** Opening Task data block **
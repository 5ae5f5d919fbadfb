//! Per-record frame decoding, one state machine per format generation.
//!
//! The decoder variant is selected once at header-parse time and owns all
//! the mutable state a generation needs: the archive-wide mode set (v3),
//! the optional record cipher (v4), and the DEFLATE stream shared by every
//! compressed record of the archive.

use cipher::RecordCipher;
use cursor::{ByteCursor, Truncated};
use format::{
    record_prefix_len, CompressMode, EncryptMode, ModeSet, Version, CLIENT_KEY_LEN, IV_LEN,
    LENGTH_BYTES, MAX_PAYLOAD_LEN, SYNC_MARKER,
};
use inflate::InflateEngine;

use crate::header::read_name_and_marker;
use crate::{ArchiveError, RecordError};

/// Smallest stored v3 record: length field, one payload byte, marker.
const V3_MIN_RECORD: usize = LENGTH_BYTES + 1 + SYNC_MARKER.len();

/// Smallest stored v4 record: mode byte, length field, one payload byte,
/// marker.
const V4_MIN_RECORD: usize = 1 + LENGTH_BYTES + 1 + SYNC_MARKER.len();

/// Version-specific record decoder, selected by the header's version byte.
#[derive(Debug)]
pub(crate) enum FrameDecoder {
    V3(V3Decoder),
    V4(V4Decoder),
}

impl FrameDecoder {
    pub(crate) fn new(version: Version, cipher: Option<RecordCipher>) -> Self {
        match version {
            Version::Recovery => FrameDecoder::V3(V3Decoder::new()),
            Version::Cipher => FrameDecoder::V4(V4Decoder::new(cipher)),
        }
    }

    /// Consumes the version-specific remainder of the header, returning the
    /// proto name. Called exactly once, immediately after version dispatch.
    pub(crate) fn read_header_tail(
        &mut self,
        cursor: &mut ByteCursor,
    ) -> Result<String, ArchiveError> {
        match self {
            FrameDecoder::V3(decoder) => {
                let byte = cursor.read_u8()?;
                decoder.modes = ModeSet::from_header_byte(byte)
                    .ok_or(ArchiveError::Corrupt("invalid header mode byte"))?;
                read_name_and_marker(cursor)
            }
            FrameDecoder::V4(_) => read_name_and_marker(cursor),
        }
    }

    /// Decodes the next record, `Ok(None)` at clean end-of-stream.
    pub(crate) fn read_record(
        &mut self,
        cursor: &mut ByteCursor,
    ) -> Result<Option<Vec<u8>>, ArchiveError> {
        match self {
            FrameDecoder::V3(decoder) => decoder.read_record(cursor),
            FrameDecoder::V4(decoder) => decoder.read_record(cursor),
        }
    }
}

/// v3: archive-wide modes from the header, no per-record key material.
#[derive(Debug)]
pub(crate) struct V3Decoder {
    modes: ModeSet,
    inflater: InflateEngine,
}

impl V3Decoder {
    fn new() -> Self {
        V3Decoder {
            modes: ModeSet {
                compress: CompressMode::None,
                encrypt: EncryptMode::None,
            },
            inflater: InflateEngine::new(),
        }
    }

    fn read_record(&mut self, cursor: &mut ByteCursor) -> Result<Option<Vec<u8>>, ArchiveError> {
        if cursor.remaining() < V3_MIN_RECORD {
            return Ok(None);
        }

        let length = cursor.read_u16_le()?;
        let payload = read_payload(cursor, length)?;

        let payload = match self.modes.compress {
            CompressMode::Zlib => self
                .inflater
                .decompress(&payload, MAX_PAYLOAD_LEN as usize)
                .map_err(|e| record_failed(cursor, RecordError::Inflate(e)))?,
            CompressMode::None => payload,
        };

        read_record_marker(cursor)?;
        Ok(Some(payload))
    }
}

/// v4: per-record modes, per-record key material, optional cipher.
#[derive(Debug)]
pub(crate) struct V4Decoder {
    cipher: Option<RecordCipher>,
    inflater: InflateEngine,
}

impl V4Decoder {
    fn new(cipher: Option<RecordCipher>) -> Self {
        V4Decoder {
            cipher,
            inflater: InflateEngine::new(),
        }
    }

    fn read_record(&mut self, cursor: &mut ByteCursor) -> Result<Option<Vec<u8>>, ArchiveError> {
        if cursor.remaining() < V4_MIN_RECORD {
            return Ok(None);
        }

        let mode_byte = cursor.read_u8()?;
        let modes = ModeSet::from_record_byte(mode_byte)
            .ok_or_else(|| record_failed(cursor, RecordError::InvalidMode(mode_byte)))?;

        let encrypted = modes.encrypt == EncryptMode::Aes;
        if encrypted && self.cipher.is_none() {
            tracing::warn!(
                position = cursor.position(),
                "encrypted record but cipher not ready"
            );
            return Err(ArchiveError::CipherNotReady);
        }

        let mut iv = [0u8; IV_LEN];
        let mut client_key = [0u8; CLIENT_KEY_LEN];
        if encrypted {
            // The whole key-material prefix plus a minimal payload frame
            // must still fit, otherwise this is a truncated tail record.
            // The mode byte of the prefix is already consumed.
            let needed = record_prefix_len(true) - 1 + LENGTH_BYTES + 1 + SYNC_MARKER.len();
            if cursor.remaining() < needed {
                return Err(Truncated {
                    needed,
                    remaining: cursor.remaining(),
                }
                .into());
            }
            iv.copy_from_slice(cursor.read_exact(IV_LEN)?);
            client_key.copy_from_slice(cursor.read_exact(CLIENT_KEY_LEN)?);
        }

        let length = cursor.read_u16_le()?;
        let mut payload = read_payload(cursor, length)?;

        if encrypted {
            // Checked above; split borrow keeps the inflater usable below.
            if let Some(record_cipher) = self.cipher.as_ref() {
                record_cipher
                    .decrypt_record(&client_key, &iv, &mut payload)
                    .map_err(|e| record_failed(cursor, RecordError::Decrypt(e)))?;
            }
        }

        let payload = match modes.compress {
            CompressMode::Zlib => self
                .inflater
                .decompress(&payload, MAX_PAYLOAD_LEN as usize)
                .map_err(|e| record_failed(cursor, RecordError::Inflate(e)))?,
            CompressMode::None => payload,
        };

        read_record_marker(cursor)?;
        Ok(Some(payload))
    }
}

/// Validates the length field and reads the stored payload.
///
/// A zero or oversized length is a recoverable record error that leaves the
/// cursor *before* the payload bytes: their true extent is unknown, so the
/// caller decides whether to abort or scan forward for the next marker.
fn read_payload(cursor: &mut ByteCursor, length: u16) -> Result<Vec<u8>, ArchiveError> {
    if length == 0 || length > MAX_PAYLOAD_LEN {
        return Err(record_failed(cursor, RecordError::InvalidLength(length)));
    }
    let length = length as usize;

    // Refuse to start a record that cannot finish: payload and marker must
    // both be present before the payload is consumed.
    let needed = length + SYNC_MARKER.len();
    if cursor.remaining() < needed {
        return Err(Truncated {
            needed,
            remaining: cursor.remaining(),
        }
        .into());
    }
    Ok(cursor.read_exact(length)?.to_vec())
}

/// Reads and validates one record's trailing sync marker.
fn read_record_marker(cursor: &mut ByteCursor) -> Result<(), ArchiveError> {
    let marker = cursor.read_exact(SYNC_MARKER.len())?;
    if marker != SYNC_MARKER {
        return Err(record_failed(cursor, RecordError::MarkerMismatch));
    }
    Ok(())
}

/// Tags a record-level rejection with its archive offset before returning
/// it to the caller.
fn record_failed(cursor: &ByteCursor, error: RecordError) -> ArchiveError {
    tracing::warn!(position = cursor.position(), %error, "record rejected");
    ArchiveError::Record(error)
}
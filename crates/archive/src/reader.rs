//! The public archive reader: open, sequential decode, resynchronization.

use std::fs::File;
use std::io::Read;
use std::path::Path;

use cipher::RecordCipher;
use cursor::ByteCursor;
use format::{Version, SYNC_MARKER};

use crate::frame::FrameDecoder;
use crate::header::{read_magic_and_version, ArchiveHeader};
use crate::ArchiveError;

/// Sequential reader over one archive file.
///
/// Owns the cursor, the parsed header, and the version-specific frame
/// decoder (including the DEFLATE stream shared by the archive's
/// compressed records). One instance per archive; instances are fully
/// independent of each other.
///
/// Reading is strictly forward. A rejected record leaves the cursor where
/// decoding stopped; [`resync`](ArchiveReader::resync) scans ahead for the
/// next sync marker when the caller wants to skip the damage and continue.
#[derive(Debug)]
pub struct ArchiveReader {
    cursor: ByteCursor,
    header: ArchiveHeader,
    decoder: FrameDecoder,
}

impl ArchiveReader {
    /// Opens an archive file.
    ///
    /// `server_key` is the hex-encoded static server private key, required
    /// only for v4 archives holding encrypted records. It is validated here
    /// — before any archive byte is interpreted — and shared by nothing:
    /// each reader parses its own copy.
    ///
    /// # Errors
    ///
    /// [`ArchiveError::Io`] if the file cannot be read,
    /// [`ArchiveError::InvalidServerKey`] for a malformed key,
    /// [`ArchiveError::Corrupt`] / [`ArchiveError::UnsupportedVersion`] /
    /// [`ArchiveError::Truncated`] for header-level damage.
    pub fn open<P: AsRef<Path>>(path: P, server_key: Option<&str>) -> Result<Self, ArchiveError> {
        let file = File::open(path)?;
        Self::from_reader(file, server_key)
    }

    /// Opens an archive from any byte source (consumed and released before
    /// this returns).
    pub fn from_reader<R: Read>(source: R, server_key: Option<&str>) -> Result<Self, ArchiveError> {
        Self::from_cursor(ByteCursor::from_reader(source)?, server_key)
    }

    /// Opens an archive already materialized in memory.
    pub fn from_bytes(bytes: Vec<u8>, server_key: Option<&str>) -> Result<Self, ArchiveError> {
        Self::from_cursor(ByteCursor::from_vec(bytes), server_key)
    }

    fn from_cursor(
        mut cursor: ByteCursor,
        server_key: Option<&str>,
    ) -> Result<Self, ArchiveError> {
        let record_cipher = match server_key {
            Some(key) => {
                Some(RecordCipher::from_hex(key).map_err(ArchiveError::InvalidServerKey)?)
            }
            None => None,
        };

        let version = read_magic_and_version(&mut cursor)?;
        let mut decoder = FrameDecoder::new(version, record_cipher);
        let proto_name = decoder.read_header_tail(&mut cursor)?;
        tracing::debug!(?version, proto = %proto_name, "archive opened");

        Ok(ArchiveReader {
            cursor,
            header: ArchiveHeader {
                version,
                proto_name,
            },
            decoder,
        })
    }

    /// Decodes the next record.
    ///
    /// Returns `Ok(Some(plaintext))` for a fully decoded record,
    /// `Ok(None)` at clean end-of-stream. Never returns partial bytes: a
    /// record either decodes completely or comes back as an error.
    ///
    /// # Errors
    ///
    /// [`ArchiveError::Record`] for damage scoped to this record (the
    /// stream may continue after [`resync`](ArchiveReader::resync)),
    /// [`ArchiveError::Truncated`] when the record runs past the end of
    /// the file, [`ArchiveError::CipherNotReady`] when an encrypted record
    /// appears and no server key was supplied.
    pub fn read_next(&mut self) -> Result<Option<Vec<u8>>, ArchiveError> {
        self.decoder.read_record(&mut self.cursor)
    }

    /// Scans forward for the next literal sync marker and repositions the
    /// cursor immediately after it — the start of the next candidate
    /// record.
    ///
    /// Returns `true` if a marker was found. When none remains, the cursor
    /// is left untouched and the caller should stop.
    ///
    /// This is deliberately separate from [`read_next`](Self::read_next):
    /// skipping damaged data is caller policy, not decoder policy. Note
    /// that for compressed archives, records skipped this way may leave
    /// the DEFLATE stream without window history that later records
    /// reference; those then fail as inflate errors rather than decoding
    /// wrongly.
    pub fn resync(&mut self) -> bool {
        match self.cursor.find(&SYNC_MARKER) {
            Some(at) => {
                let target = at + SYNC_MARKER.len();
                tracing::debug!(
                    from = self.cursor.position(),
                    to = target,
                    "resynchronized at marker"
                );
                // find() only reports markers inside the unread tail.
                self.cursor.skip(target - self.cursor.position()).is_ok()
            }
            None => {
                tracing::debug!(
                    position = self.cursor.position(),
                    "no sync marker ahead of cursor"
                );
                false
            }
        }
    }

    /// Absolute byte offset of the next unread archive byte.
    pub fn position(&self) -> usize {
        self.cursor.position()
    }

    /// Producer identifier stored in the header.
    pub fn proto_name(&self) -> &str {
        &self.header.proto_name
    }

    /// Format generation of this archive.
    pub fn version(&self) -> Version {
        self.header.version
    }

    /// Parsed header, available for the reader's whole lifetime.
    pub fn header(&self) -> &ArchiveHeader {
        &self.header
    }

    /// Releases the reader and the archive image it owns.
    ///
    /// The backing file handle was already released at open time; this
    /// exists for callers that want an explicit end-of-use point.
    pub fn close(self) {}
}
** Closing Task data block **
** Problem to work on **
Only the number is required: state how many lines of the entries hold the word "target".

** Result for this task **
3